_DATA RECORDS_.
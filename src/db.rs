// src/db.rs
use crate::{config::Config, error::AppResult};
use sqlx::sqlite::{SqliteConnectOptions, SqlitePool, SqlitePoolOptions};
use std::str::FromStr;
use std::time::Duration;

pub async fn create_db_pool(config: &Config) -> AppResult<SqlitePool> {
    tracing::info!("Ligando à base de dados: {}", config.database_url);

    // Criar se não existir; FKs ligadas explicitamente
    let options = SqliteConnectOptions::from_str(&config.database_url)?
        .create_if_missing(true)
        .foreign_keys(true)
        .busy_timeout(Duration::from_secs(5));

    let pool = SqlitePoolOptions::new()
        .max_connections(config.max_connections)
        .connect_with(options)
        .await?;

    run_migrations(&pool).await?;
    Ok(pool)
}

/// Aplica os ficheiros SQL de ./migrations (embutidos no binário).
pub async fn run_migrations(pool: &SqlitePool) -> AppResult<()> {
    tracing::info!("Executando migrações da base de dados...");
    sqlx::migrate!("./migrations").run(pool).await?;
    tracing::info!("Migrações concluídas.");
    Ok(())
}
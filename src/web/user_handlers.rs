// src/web/user_handlers.rs
use crate::{
    error::AppResult,
    models::{
        user::{CreateUserPayload, UpdateUserPayload, User},
        DeletedMessage,
    },
    services::user_service,
    state::AppState,
    web::extract::{AppJson, AppPath},
};
use axum::{extract::State, http::StatusCode, Json};

pub async fn list_users(State(state): State<AppState>) -> AppResult<Json<Vec<User>>> {
    Ok(Json(user_service::find_all_users(&state.db_pool).await?))
}

pub async fn get_user(
    State(state): State<AppState>,
    AppPath(id): AppPath<i64>,
) -> AppResult<Json<User>> {
    Ok(Json(user_service::get_user(&state.db_pool, id).await?))
}

pub async fn create_user(
    State(state): State<AppState>,
    AppJson(payload): AppJson<CreateUserPayload>,
) -> AppResult<(StatusCode, Json<User>)> {
    let user = user_service::create_user(&state.db_pool, payload).await?;
    Ok((StatusCode::CREATED, Json(user)))
}

pub async fn update_user(
    State(state): State<AppState>,
    AppPath(id): AppPath<i64>,
    AppJson(changes): AppJson<UpdateUserPayload>,
) -> AppResult<Json<User>> {
    Ok(Json(user_service::update_user(&state.db_pool, id, changes).await?))
}

pub async fn delete_user(
    State(state): State<AppState>,
    AppPath(id): AppPath<i64>,
) -> AppResult<Json<DeletedMessage>> {
    user_service::delete_user(&state.db_pool, id).await?;
    Ok(Json(DeletedMessage::new("Utilizador excluído com sucesso.")))
}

_TASK STATEMENT_. A verbatim reproduction of all the records above is the expected answer.

_RESPONSE TO THIS TASK_.
filename src/db.rs
// src/db.rs
use crate::{config::Config, error::AppResult};
use sqlx::sqlite::{SqliteConnectOptions, SqlitePool, SqlitePoolOptions};
use std::str::FromStr;
use std::time::Duration;

pub async fn create_db_pool(config: &Config) -> AppResult<SqlitePool> {
    tracing::info!("Ligando à base de dados: {}", config.database_url);

    // Criar se não existir; FKs ligadas explicitamente
    let options = SqliteConnectOptions::from_str(&config.database_url)?
        .create_if_missing(true)
        .foreign_keys(true)
        .busy_timeout(Duration::from_secs(5));

    let pool = SqlitePoolOptions::new()
        .max_connections(config.max_connections)
        .connect_with(options)
        .await?;

    run_migrations(&pool).await?;
    Ok(pool)
}

/// Aplica os ficheiros SQL de ./migrations (embutidos no binário).
pub async fn run_migrations(pool: &SqlitePool) -> AppResult<()> {
    tracing::info!("Executando migrações da base de dados...");
    sqlx::migrate!("./migrations").run(pool).await?;
    tracing::info!("Migrações concluídas.");
    Ok(())
}
filename src/web/user_handlers.rs
// src/web/user_handlers.rs
use crate::{
    error::AppResult,
    models::{
        user::{CreateUserPayload, UpdateUserPayload, User},
        DeletedMessage,
    },
    services::user_service,
    state::AppState,
    web::extract::{AppJson, AppPath},
};
use axum::{extract::State, http::StatusCode, Json};

pub async fn list_users(State(state): State<AppState>) -> AppResult<Json<Vec<User>>> {
    Ok(Json(user_service::find_all_users(&state.db_pool).await?))
}

pub async fn get_user(
    State(state): State<AppState>,
    AppPath(id): AppPath<i64>,
) -> AppResult<Json<User>> {
    Ok(Json(user_service::get_user(&state.db_pool, id).await?))
}

pub async fn create_user(
    State(state): State<AppState>,
    AppJson(payload): AppJson<CreateUserPayload>,
) -> AppResult<(StatusCode, Json<User>)> {
    let user = user_service::create_user(&state.db_pool, payload).await?;
    Ok((StatusCode::CREATED, Json(user)))
}

pub async fn update_user(
    State(state): State<AppState>,
    AppPath(id): AppPath<i64>,
    AppJson(changes): AppJson<UpdateUserPayload>,
) -> AppResult<Json<User>> {
    Ok(Json(user_service::update_user(&state.db_pool, id, changes).await?))
}

pub async fn delete_user(
    State(state): State<AppState>,
    AppPath(id): AppPath<i64>,
) -> AppResult<Json<DeletedMessage>> {
    user_service::delete_user(&state.db_pool, id).await?;
    Ok(Json(DeletedMessage::new("Utilizador excluído com sucesso.")))
}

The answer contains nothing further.